Incarnation is God's Love Affair with ALL Fleshly Creatures. Go Vegan! By Rev. Prof. Andrew Linzey



Incarnation needs to be seen -- not as the Yes of God to human flesh (still less just to male flesh) but to ALL flesh. The incarnation of God is God's love affair with all fleshly creatures.... God experience the creation as it were from the inside, and sees and feels through all the creatures of the earth (Linzey 2007:14).

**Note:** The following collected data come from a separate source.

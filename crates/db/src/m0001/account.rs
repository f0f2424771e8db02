use sea_query::{
    ColumnDef, Index, IndexCreateStatement, IndexDropStatement, Table, TableCreateStatement,
    TableDropStatement,
};

use crate::table::Account;

pub struct CreateTable;

fn create_table() -> TableCreateStatement {
    Table::create()
        .table(Account::Table)
        .col(
            ColumnDef::new(Account::Id)
                .integer()
                .not_null()
                .auto_increment()
                .primary_key(),
        )
        .col(
            ColumnDef::new(Account::Email)
                .string()
                .not_null()
                .string_len(320),
        )
        .col(ColumnDef::new(Account::Password).string().not_null())
        .col(
            ColumnDef::new(Account::FirstName)
                .string()
                .not_null()
                .default(""),
        )
        .col(
            ColumnDef::new(Account::LastName)
                .string()
                .not_null()
                .default(""),
        )
        .to_owned()
}

fn drop_table() -> TableDropStatement {
    Table::drop().table(Account::Table).to_owned()
}

#[async_trait::async_trait]
impl sqlx_migrator::Operation<sqlx::Sqlite> for CreateTable {
    async fn up(
        &self,
        connection: &mut sqlx::SqliteConnection,
    ) -> Result<(), sqlx_migrator::Error> {
        let statement = create_table().to_string(sea_query::SqliteQueryBuilder);
        sqlx::query(&statement).execute(connection).await?;

        Ok(())
    }

    async fn down(
        &self,
        connection: &mut sqlx::SqliteConnection,
    ) -> Result<(), sqlx_migrator::Error> {
        let statement = drop_table().to_string(sea_query::SqliteQueryBuilder);
        sqlx::query(&statement).execute(connection).await?;

        Ok(())
    }
}

pub struct CreateUk1;

fn create_uk_1() -> IndexCreateStatement {
    Index::create()
        .name("uk_account_email")
        .table(Account::Table)
        .unique()
        .col(Account::Email)
        .to_owned()
}

fn drop_uk_1() -> IndexDropStatement {
    Index::drop()
        .name("uk_account_email")
        .table(Account::Table)
        .to_owned()
}

#[async_trait::async_trait]
impl sqlx_migrator::Operation<sqlx::Sqlite> for CreateUk1 {
    async fn up(
        &self,
        connection: &mut sqlx::SqliteConnection,
    ) -> Result<(), sqlx_migrator::Error> {
        let statement = create_uk_1().to_string(sea_query::SqliteQueryBuilder);
        sqlx::query(&statement).execute(connection).await?;

        Ok(())
    }

    async fn down(
        &self,
        connection: &mut sqlx::SqliteConnection,
    ) -> Result<(), sqlx_migrator::Error> {
        let statement = drop_uk_1().to_string(sea_query::SqliteQueryBuilder);
        sqlx::query(&statement).execute(connection).await?;

        Ok(())
    }
}
mod migrate;
mod server;

pub use migrate::{migrate, reset};
pub use server::serve;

Ludwig Fuerbach famously argued that Christianity is nothing other than the self-aggrandizement, even the deification of the human species. To avoid this charge, theology needs to show how it can provide what it promises -- namely a truly Godward (rather than a simply anthropocentric) view of the world. Its obsession with human beings to the exclusion of all else betokens a deeply unbalanced doctrine of God the Creator. Animal theology can help save Christians from the idolatry of self-worship (Linzey 2007:15).


Editor: Dr. Chapman Chen


Source:

Linzey, Andrew (2007). Creatures of the Same God: explorations in animal theology. Winchester: The Winchester UP.



Biography (https://www.oxfordanimalethics.com/who-we-are/director/)


The Revd Professor Andrew Linzey, PhD, DD, HonDD, has been a member of the Faculty of Theology in the University of Oxford for 28 years. He previously held the world’s first academic post in Theology and Animal Welfare — at Mansfield College, Oxford, and at Blackfriars Hall, Oxford.


He is currently Visiting Professor at the University of Winchester, and Special Professor at Saint Xavier University, Chicago. In addition, he is the first Professor of Animal Ethics at the Graduate Theological Foundation, USA.


From 1987 to 1992, he was Director of Studies of the Centre for the Study of Theology in the University of Essex, and from 1992 to 1996, he was Special Professor in Theology at the University of Nottingham. In 1998, he was Visiting Professor at the Koret School of Veterinary Medicine at the Hebrew University of Jerusalem. From 1996 to 2007, he was also Honorary Professor at the University of Birmingham.


Professor Linzey has written or edited 30 books and more than 100 articles. His work has been translated into many languages, including Italian, French, Polish, Spanish, German, Chinese, Taiwanese, and Japanese. He has lectured and broadcast extensively in Europe and the United States. In 2001, he was awarded a DD (Doctor of Divinity) degree by the Archbishop of Canterbury in recognition of his ‘unique and massive pioneering work at a scholarly level in the area of the theology of creation with particular reference to the rights and welfare of God’s sentient creatures’. This is the highest award that the Archbishop can bestow on a theologian and the first time it has been awarded for theological work on animals. In 2006, he was placed on The Independent’s ‘Good List’ of 50 people who have changed Britain ‘for the better’. In 2010, he was awarded the Lord Erskine Award from the RSPCA for advancing animal welfare within the Christian community.